= GrimFest =

Music festival in Aarhus

GrimFest is a small music festival, held each summer at a farm in Skjoldhøjkilen, Brabrand; a suburb of Aarhus, Denmark.

GrimFest features a broad range of genres, including rock, pop, electronic, hip hop and punk music. The festival started out as a garden party of four friends at the farm in 2004, and has grown continuously. It is based on volunteers and has a focus on up-coming local talent, with a few big names mixed in, also international stars. The three day festival can host a maximum of 5,000 guests, but some years only 2,000 tickets are offered. Apart from the music, GrimFest also includes attached events such as stand-up and street art culture like graffiti and skateboarding.

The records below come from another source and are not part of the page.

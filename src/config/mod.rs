//! Configuration management for wikireel
//!
//! This module handles loading and validating configuration from environment variables,
//! files, and command-line arguments.

use anyhow::{Context, Result};
use serde::{Deserialize, Serialize};
use std::net::SocketAddr;
use std::path::Path;
use std::time::Duration;

use crate::models::TopicCategory;

/// Main configuration structure
#[derive(Debug, Clone, Default, Serialize, Deserialize)]
#[serde(default)]
pub struct Config {
    /// Wikipedia API access
    pub wikipedia: WikipediaConfig,

    /// Sampling quotas and topic catalog
    pub crawl: CrawlConfig,

    /// Embedding provider
    pub embedding: EmbeddingConfig,

    /// Client side of the summarization service
    pub summarizer: SummarizerClientConfig,

    /// Article database
    pub database: DatabaseConfig,

    /// Periodic crawl schedule
    pub schedule: ScheduleConfig,

    /// LLM used by the summarization service
    pub llm: LlmConfig,

    /// Text-to-speech used by the summarization service
    pub speech: SpeechConfig,

    /// Object storage for generated audio
    pub media: MediaConfig,

    /// Summarization HTTP server
    pub server: ServerConfig,

    /// Logging configuration
    pub logging: LoggingConfig,
}

/// Wikipedia API configuration
#[derive(Debug, Clone, Serialize, Deserialize)]
#[serde(default)]
pub struct WikipediaConfig {
    /// Action API endpoint
    pub api_url: String,

    /// Prefix for canonical article links
    pub article_base_url: String,

    /// User agent string
    pub user_agent: String,

    /// Request timeout in seconds
    pub request_timeout_secs: u64,

    /// Rate limit (requests per second)
    pub requests_per_second: u32,
}

impl Default for WikipediaConfig {
    fn default() -> Self {
        Self {
            api_url: String::from("https://en.wikipedia.org/w/api.php"),
            article_base_url: String::from("https://en.wikipedia.org/wiki/"),
            user_agent: String::from("WikipediaScraper/1.0 (contact@wikitok.com)"),
            request_timeout_secs: 10,
            requests_per_second: 5,
        }
    }
}

impl WikipediaConfig {
    /// Per-request timeout as Duration
    #[must_use]
    pub fn request_timeout(&self) -> Duration {
        Duration::from_secs(self.request_timeout_secs)
    }
}

/// Crawl quotas
#[derive(Debug, Clone, Serialize, Deserialize)]
#[serde(default)]
pub struct CrawlConfig {
    /// Articles to collect per topic
    pub per_category_quota: usize,

    /// Category fetches allowed per topic
    pub max_attempts: u32,

    /// Global cap across all topics
    pub max_articles: usize,

    /// `cmlimit` for category member listing
    pub batch_size: u32,

    /// Candidates sampled from each member batch
    pub sample_size: usize,

    /// Fixed RNG seed for reproducible runs
    pub seed: Option<u64>,

    /// Topic catalog
    pub categories: Vec<TopicCategory>,
}

impl Default for CrawlConfig {
    fn default() -> Self {
        Self {
            per_category_quota: 4,
            max_attempts: 20,
            max_articles: 26,
            batch_size: 20,
            sample_size: 6,
            seed: None,
            categories: TopicCategory::catalog(),
        }
    }
}

/// Embedding provider configuration
#[derive(Debug, Clone, Serialize, Deserialize)]
#[serde(default)]
pub struct EmbeddingConfig {
    /// API base (models are addressed below it)
    pub endpoint: String,

    /// Embedding model name
    pub model: String,

    /// API key
    pub api_key: Option<String>,

    /// Request timeout in seconds
    pub timeout_secs: u64,
}

impl Default for EmbeddingConfig {
    fn default() -> Self {
        Self {
            endpoint: String::from("https://generativelanguage.googleapis.com/v1beta"),
            model: String::from("text-embedding-004"),
            api_key: None,
            timeout_secs: 30,
        }
    }
}

/// Where the crawler asks for audio summaries
#[derive(Debug, Clone, Serialize, Deserialize)]
#[serde(default)]
pub struct SummarizerClientConfig {
    /// Base URL of the summarization service
    pub base_url: Option<String>,

    /// Route below the base URL
    pub endpoint: String,

    /// Optional request timeout in seconds (none by default)
    pub timeout_secs: Option<u64>,
}

impl Default for SummarizerClientConfig {
    fn default() -> Self {
        Self {
            base_url: None,
            endpoint: String::from("summarize"),
            timeout_secs: None,
        }
    }
}

/// Database configuration
#[derive(Debug, Clone, Serialize, Deserialize)]
#[serde(default)]
pub struct DatabaseConfig {
    /// PostgreSQL connection string
    pub postgres_url: Option<String>,

    /// PostgREST gateway URL (Supabase project URL)
    pub supabase_url: Option<String>,

    /// PostgREST service key
    pub supabase_key: Option<String>,

    /// Target table
    pub table: String,

    /// Maximum pool size
    pub pool_size: usize,

    /// Create the table (and vector extension) on connect
    pub create_schema: bool,
}

impl Default for DatabaseConfig {
    fn default() -> Self {
        Self {
            postgres_url: None,
            supabase_url: None,
            supabase_key: None,
            table: String::from("articles"),
            pool_size: 4,
            create_schema: false,
        }
    }
}

/// Schedule configuration
#[derive(Debug, Clone, Serialize, Deserialize)]
#[serde(default)]
pub struct ScheduleConfig {
    /// Minutes between crawl runs
    pub interval_minutes: u64,

    /// Run once immediately on startup
    pub run_on_startup: bool,
}

impl Default for ScheduleConfig {
    fn default() -> Self {
        Self {
            interval_minutes: 25,
            run_on_startup: true,
        }
    }
}

impl ScheduleConfig {
    /// Longest accepted gap between runs (one week)
    pub const MAX_INTERVAL_MINUTES: u64 = 7 * 24 * 60;

    /// Interval between runs, clamped to `MAX_INTERVAL_MINUTES`
    #[must_use]
    pub fn interval(&self) -> Duration {
        let minutes = self.interval_minutes.min(Self::MAX_INTERVAL_MINUTES);
        Duration::from_secs(minutes * 60)
    }
}

/// LLM configuration
#[derive(Debug, Clone, Serialize, Deserialize)]
#[serde(default)]
pub struct LlmConfig {
    /// OpenAI-compatible API base
    pub endpoint: String,

    /// Model name to use
    pub model: String,

    /// API key
    pub api_key: Option<String>,

    /// Request timeout in seconds
    pub timeout_secs: u64,

    /// Upper bound stated in the summarization prompt
    pub max_summary_chars: usize,
}

impl Default for LlmConfig {
    fn default() -> Self {
        Self {
            endpoint: String::from("https://api.groq.com/openai/v1"),
            model: String::from("llama-3.3-70b-versatile"),
            api_key: None,
            timeout_secs: 60,
            max_summary_chars: 250,
        }
    }
}

/// Text-to-speech configuration
#[derive(Debug, Clone, Serialize, Deserialize)]
#[serde(default)]
pub struct SpeechConfig {
    /// Endpoint override; derived from the region when unset
    pub endpoint: Option<String>,

    /// Service region
    pub region: String,

    /// Access key id
    pub access_key_id: Option<String>,

    /// Secret access key
    pub secret_access_key: Option<String>,

    /// Voice used unless `random_voice` is set
    pub voice_id: String,

    /// Pick a voice from the pool for each request
    pub random_voice: bool,

    /// Audio container format
    pub output_format: String,

    /// Synthesis engine (`standard` or `neural`)
    pub engine: String,

    /// Language code for the text
    pub language_code: String,

    /// Sample rate in Hz, as a string
    pub sample_rate: String,

    /// Request timeout in seconds
    pub timeout_secs: u64,
}

impl Default for SpeechConfig {
    fn default() -> Self {
        Self {
            endpoint: None,
            region: String::from("us-west-2"),
            access_key_id: None,
            secret_access_key: None,
            voice_id: String::from("Joanna"),
            random_voice: false,
            output_format: String::from("mp3"),
            engine: String::from("standard"),
            language_code: String::from("en-IN"),
            sample_rate: String::from("22050"),
            timeout_secs: 60,
        }
    }
}

impl SpeechConfig {
    /// Effective endpoint URL
    pub fn endpoint_url(&self) -> String {
        self.endpoint
            .clone()
            .unwrap_or_else(|| format!("https://polly.{}.amazonaws.com", self.region))
    }
}

/// Object storage configuration
#[derive(Debug, Clone, Serialize, Deserialize)]
#[serde(default)]
pub struct MediaConfig {
    /// Upload API base
    pub api_base: String,

    /// Cloud name
    pub cloud_name: Option<String>,

    /// Unsigned upload preset
    pub upload_preset: String,

    /// Resource type sent with the upload
    pub resource_type: String,

    /// Destination folder
    pub folder: Option<String>,

    /// Request timeout in seconds
    pub timeout_secs: u64,
}

impl Default for MediaConfig {
    fn default() -> Self {
        Self {
            api_base: String::from("https://api.cloudinary.com"),
            cloud_name: None,
            upload_preset: String::from("ml_default"),
            resource_type: String::from("audio"),
            folder: Some(String::from("summary_audio_files")),
            timeout_secs: 60,
        }
    }
}

/// HTTP server configuration
#[derive(Debug, Clone, Serialize, Deserialize)]
#[serde(default)]
pub struct ServerConfig {
    /// Bind address
    pub bind_address: String,

    /// Enable permissive CORS
    pub enable_cors: bool,

    /// Enable request tracing
    pub enable_request_logging: bool,
}

impl Default for ServerConfig {
    fn default() -> Self {
        Self {
            bind_address: String::from("0.0.0.0:5000"),
            enable_cors: true,
            enable_request_logging: true,
        }
    }
}

/// Logging configuration
#[derive(Debug, Clone, Serialize, Deserialize)]
#[serde(default)]
pub struct LoggingConfig {
    /// Log level (trace, debug, info, warn, error)
    pub level: String,

    /// Log format (text, json)
    pub format: String,
}

impl Default for LoggingConfig {
    fn default() -> Self {
        Self {
            level: String::from("info"),
            format: String::from("text"),
        }
    }
}

fn env_string(key: &str) -> Option<String> {
    std::env::var(key).ok().filter(|v| !v.trim().is_empty())
}

fn env_parse<T: std::str::FromStr>(key: &str) -> Option<T> {
    env_string(key).and_then(|v| v.parse::<T>().ok())
}

impl Config {
    /// Load configuration from environment variables
    pub fn from_env() -> Result<Self> {
        let mut config = Self::default();
        config.apply_env();
        Ok(config)
    }

    /// Overlay environment variables on top of the current values
    pub fn apply_env(&mut self) {
        if let Some(v) = env_string("WIKIREEL_WIKI_API_URL") {
            self.wikipedia.api_url = v;
        }
        if let Some(v) = env_string("WIKIREEL_USER_AGENT") {
            self.wikipedia.user_agent = v;
        }
        if let Some(v) = env_parse("WIKIREEL_REQUEST_TIMEOUT") {
            self.wikipedia.request_timeout_secs = v;
        }
        if let Some(v) = env_parse("WIKIREEL_RATE_LIMIT") {
            self.wikipedia.requests_per_second = v;
        }
        if let Some(v) = env_parse("WIKIREEL_MAX_ARTICLES") {
            self.crawl.max_articles = v;
        }
        if let Some(v) = env_parse("WIKIREEL_SEED") {
            self.crawl.seed = Some(v);
        }

        if let Some(v) = env_string("GEMINI_KEY") {
            self.embedding.api_key = Some(v);
        }
        if let Some(v) = env_string("WIKIREEL_EMBEDDING_MODEL") {
            self.embedding.model = v;
        }

        if let Some(v) = env_string("SUMMARIZATION_SERVICE_URL") {
            self.summarizer.base_url = Some(v);
        }
        if let Some(v) = env_string("SUMMARIZATION_SERVICE_ENDPOINT") {
            self.summarizer.endpoint = v;
        }

        if let Some(v) = env_string("DATABASE_URL").or_else(|| env_string("POSTGRES_URL")) {
            self.database.postgres_url = Some(v);
        }
        if let Some(v) = env_string("SUPABASE_URL") {
            self.database.supabase_url = Some(v);
        }
        if let Some(v) = env_string("SUPABASE_KEY") {
            self.database.supabase_key = Some(v);
        }

        if let Some(v) = env_parse("WIKIREEL_SCHEDULE_MINUTES") {
            self.schedule.interval_minutes = v;
        }

        if let Some(v) = env_string("GROQ_KEY") {
            self.llm.api_key = Some(v);
        }
        if let Some(v) = env_string("WIKIREEL_LLM_MODEL") {
            self.llm.model = v;
        }

        if let Some(v) = env_string("AWS_ACCESS_KEY") {
            self.speech.access_key_id = Some(v);
        }
        if let Some(v) = env_string("AWS_SECRET_KEY") {
            self.speech.secret_access_key = Some(v);
        }
        if let Some(v) = env_string("REGION_NAME") {
            self.speech.region = v;
        }

        if let Some(v) = env_string("CLOUDINARY_CLOUD_NAME") {
            self.media.cloud_name = Some(v);
        }

        if let Some(v) = env_string("WIKIREEL_BIND_ADDRESS") {
            self.server.bind_address = v;
        }

        if let Some(v) = env_string("WIKIREEL_LOG_LEVEL") {
            self.logging.level = v;
        }
        if let Some(v) = env_string("WIKIREEL_LOG_FORMAT") {
            self.logging.format = v;
        }
    }

    /// Load configuration from a file, then overlay environment variables
    pub fn from_file(path: &Path) -> Result<Self> {
        let content = std::fs::read_to_string(path)
            .with_context(|| format!("Failed to read config file: {}", path.display()))?;

        let mut config: Self = toml::from_str(&content)
            .with_context(|| format!("Failed to parse TOML config file: {}", path.display()))?;

        config.apply_env();
        Ok(config)
    }

    /// Validate configuration values
    pub fn validate(&self) -> Result<()> {
        if self.wikipedia.request_timeout_secs == 0 {
            anyhow::bail!("request_timeout_secs must be greater than 0");
        }

        if self.wikipedia.requests_per_second == 0 {
            anyhow::bail!("requests_per_second must be greater than 0");
        }

        if self.crawl.max_attempts == 0 || self.crawl.batch_size == 0 {
            anyhow::bail!("max_attempts and batch_size must be greater than 0");
        }

        if self.crawl.sample_size == 0 {
            anyhow::bail!("sample_size must be greater than 0");
        }

        if self
            .crawl
            .categories
            .iter()
            .any(|topic| topic.subcategories.is_empty())
        {
            anyhow::bail!("every topic needs at least one subcategory");
        }

        if self.schedule.interval_minutes == 0 {
            anyhow::bail!("interval_minutes must be greater than 0");
        }

        if self.schedule.interval_minutes > ScheduleConfig::MAX_INTERVAL_MINUTES {
            anyhow::bail!(
                "interval_minutes must be at most {}",
                ScheduleConfig::MAX_INTERVAL_MINUTES
            );
        }

        if self.database.pool_size == 0 {
            anyhow::bail!("pool_size must be greater than 0");
        }

        self.bind_address()?;

        if !matches!(self.logging.format.as_str(), "text" | "json") {
            anyhow::bail!("log format must be 'text' or 'json'");
        }

        Ok(())
    }

    /// Parse the server bind address
    pub fn bind_address(&self) -> Result<SocketAddr> {
        self.server
            .bind_address
            .parse()
            .with_context(|| format!("Invalid bind address: {}", self.server.bind_address))
    }
}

The festival was originally named "Danmarks Grimmeste Festival" (Denmark's ugliest Festival), as a joke and wordplay on the farm's name Grimhøj and the popular and more posh music festival "Danmarks Smukkeste Festival" (Denmark's Most Beautiful Festival) in nearby Skanderborg. Despite its tiny size, GrimFest is a notable music festival event in Denmark, hosting several upcoming Danish bands, before they became well-established big names. This includes The Minds of 99, Psyched Up Janis, Bikstok, Tessa, Tobias Rahim, Zar Paulo, and Myrkur.